Reusing Existing Infrastructure: Cost, Carbon and Constructability
Reusing existing structures and assets is one of the most effective ways to reduce both cost and embodied carbon — provided constructability is assessed honestly, not optimistically.
Marcel Mbene, ChPP — Founder, Bold Leverage Ltd · 13 July 2026
The appeal is genuine
Demolishing and rebuilding is carbon- and cost-intensive: new materials, new foundations, and the embodied carbon of the structure being removed is simply lost. Reusing existing infrastructure — a structure, a foundation, an item of plant, a section of network — can avoid a significant share of that cost and carbon in one decision. It is one of the few sustainability measures that also tends to improve the business case, which is why it deserves serious consideration on almost every project involving existing assets.
Why reuse decisions go wrong
The risk is that the decision to reuse is often made before the condition of the asset is properly understood. Existing structures may have deteriorated in ways that are not visible without intrusive investigation. Historical drawings may not reflect what was actually built. Capacity that was adequate for the original design life may not meet current standards or the demands of a new use.
When these factors are discovered after the reuse decision has been committed to programme and budget, the project faces a difficult choice: accept a compromised solution, or absorb the cost and delay of reverting to new-build partway through delivery.
Assessing reuse honestly
A credible reuse assessment starts with intrusive survey and condition assessment, not just a desk-based review of existing records. It tests the asset against current standards, not only its original design basis. And it builds contingency into the programme and cost plan to reflect the genuine uncertainty that exists until physical investigation is complete — rather than assuming the best case and hoping it holds.

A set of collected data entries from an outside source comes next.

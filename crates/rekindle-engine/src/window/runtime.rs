use std::sync::Arc;

use anyhow::{Context, Result};

use winit::application::ApplicationHandler;
use winit::dpi::{LogicalSize, PhysicalSize};
use winit::event::WindowEvent;
use winit::event_loop::{ActiveEventLoop, ControlFlow, EventLoop};
use winit::window::{Window, WindowId};

use crate::core::{Harness, Scene};
use crate::device::{DeviceConfig, DeviceError, Rotation, WindowTarget};
use crate::gpu::{WgpuBackend, WgpuOptions};

/// Window/runtime configuration.
#[derive(Debug, Clone)]
pub struct RuntimeConfig {
    pub title: String,
    pub initial_size: LogicalSize<f64>,
    pub backend: WgpuOptions,
}

impl Default for RuntimeConfig {
    fn default() -> Self {
        let size = crate::core::default_size();
        Self {
            title: "rekindle".to_string(),
            initial_size: LogicalSize::new(size.width as f64, size.height as f64),
            backend: WgpuOptions::default(),
        }
    }
}

/// Entry point for the runtime.
pub struct Runtime;

impl Runtime {
    /// Opens one window and drives `scene` through the device lifecycle until
    /// the window closes or a fatal error occurs.
    pub fn run<S>(config: RuntimeConfig, device_config: DeviceConfig, scene: S) -> Result<()>
    where
        S: Scene<WgpuBackend> + 'static,
    {
        let event_loop = EventLoop::new().context("failed to create winit EventLoop")?;
        let mut state = AppState::new(config, device_config, scene);

        event_loop
            .run_app(&mut state)
            .context("winit event loop terminated with error")?;

        match state.failure.take() {
            Some(err) => Err(err),
            None => Ok(()),
        }
    }
}

struct AppState<S>
where
    S: Scene<WgpuBackend> + 'static,
{
    config: RuntimeConfig,
    harness: Option<Harness<WgpuBackend, S>>,
    window: Option<Arc<Window>>,
    /// Last size handed to the harness; winit repeats unchanged sizes.
    applied_size: Option<PhysicalSize<u32>>,
    failure: Option<anyhow::Error>,
}

impl<S> AppState<S>
where
    S: Scene<WgpuBackend> + 'static,
{
    fn new(config: RuntimeConfig, device_config: DeviceConfig, scene: S) -> Self {
        let backend = WgpuBackend::new(config.backend.clone());
        Self {
            config,
            harness: Some(Harness::new(backend, device_config, scene)),
            window: None,
            applied_size: None,
            failure: None,
        }
    }

    fn fail(&mut self, event_loop: &ActiveEventLoop, err: anyhow::Error) {
        log::error!("{err:#}");
        self.failure.get_or_insert(err);
        event_loop.exit();
    }

    fn fail_device(&mut self, event_loop: &ActiveEventLoop, err: DeviceError, what: &'static str) {
        self.fail(event_loop, anyhow::Error::new(err).context(what));
    }

    fn create_window(&mut self, event_loop: &ActiveEventLoop) -> Result<()> {
        let attrs = Window::default_attributes()
            .with_title(self.config.title.clone())
            .with_inner_size(self.config.initial_size);

        let window = Arc::new(
            event_loop
                .create_window(attrs)
                .context("failed to create window")?,
        );

        let target = WindowTarget::new(window.clone()).context("window has no raw handle")?;
        let size = window.inner_size();
        let (width, height) = signed(size);

        if let Some(harness) = self.harness.as_mut() {
            harness
                .initialize(target, width, height, Rotation::Identity)
                .context("device initialization failed")?;
        }

        window.request_redraw();
        self.window = Some(window);
        self.applied_size = Some(size);
        Ok(())
    }

    fn apply_size(&mut self, event_loop: &ActiveEventLoop, size: PhysicalSize<u32>) {
        if self.applied_size == Some(size) {
            return;
        }
        let Some(harness) = self.harness.as_mut() else {
            return;
        };

        let (width, height) = signed(size);
        match harness.on_window_size_changed(width, height, Rotation::Identity) {
            Ok(()) => {
                self.applied_size = Some(size);
                if let Some(window) = &self.window {
                    window.request_redraw();
                }
            }
            Err(e) => self.fail_device(event_loop, e, "resize failed"),
        }
    }
}

/// Host sizes arrive unsigned from winit; the harness takes signed input.
fn signed(size: PhysicalSize<u32>) -> (i32, i32) {
    (
        i32::try_from(size.width).unwrap_or(i32::MAX),
        i32::try_from(size.height).unwrap_or(i32::MAX),
    )
}

impl<S> ApplicationHandler for AppState<S>
where
    S: Scene<WgpuBackend> + 'static,
{
    fn resumed(&mut self, event_loop: &ActiveEventLoop) {
        if self.window.is_some() {
            if let Some(harness) = self.harness.as_mut() {
                harness.on_resuming();
            }
            return;
        }

        if let Err(e) = self.create_window(event_loop) {
            self.fail(event_loop, e);
        }
    }

    fn suspended(&mut self, _event_loop: &ActiveEventLoop) {
        if let Some(harness) = self.harness.as_mut() {
            harness.on_suspending();
        }
    }

    fn about_to_wait(&mut self, event_loop: &ActiveEventLoop) {
        event_loop.set_control_flow(ControlFlow::Wait);

        // Continuous redraw.
        if let Some(window) = &self.window {
            window.request_redraw();
        }
    }

    fn window_event(
        &mut self,
        event_loop: &ActiveEventLoop,
        window_id: WindowId,
        event: WindowEvent,
    ) {
        let Some(window) = self.window.clone() else {
            return;
        };
        if window.id() != window_id {
            return;
        }
        let Some(harness) = self.harness.as_mut() else {
            return;
        };

        match event {
            WindowEvent::CloseRequested => event_loop.exit(),

            WindowEvent::Resized(new_size) => self.apply_size(event_loop, new_size),

            WindowEvent::ScaleFactorChanged { .. } => {
                // Moving between displays may also mean a different adapter.
                match harness.validate_device() {
                    Ok(_) => self.apply_size(event_loop, window.inner_size()),
                    Err(e) => self.fail_device(event_loop, e, "device validation failed"),
                }
            }

            WindowEvent::Focused(true) => harness.on_activated(),
            WindowEvent::Focused(false) => harness.on_deactivated(),

            WindowEvent::RedrawRequested => {
                window.pre_present_notify();
                match harness.tick() {
                    Ok(outcome) => log::trace!("frame: {outcome:?}"),
                    Err(e) => self.fail_device(event_loop, e, "frame failed"),
                }
            }

            _ => {}
        }
    }

    fn exiting(&mut self, _event_loop: &ActiveEventLoop) {
        // Release the device while the window is still alive.
        self.harness = None;
        self.window = None;
    }
}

Constructability also needs early attention: reused assets often impose real constraints on how new work can be sequenced and accessed, and those constraints need to shape the design rather than being discovered by the contractor on site.
Our view
Reuse should be pursued wherever it is genuinely viable — the cost and carbon case is usually strong. But the viability question needs to be answered with evidence, early, rather than assumed. This is a recurring focus of our engineering consultancy and infrastructure advisory work on projects involving existing assets.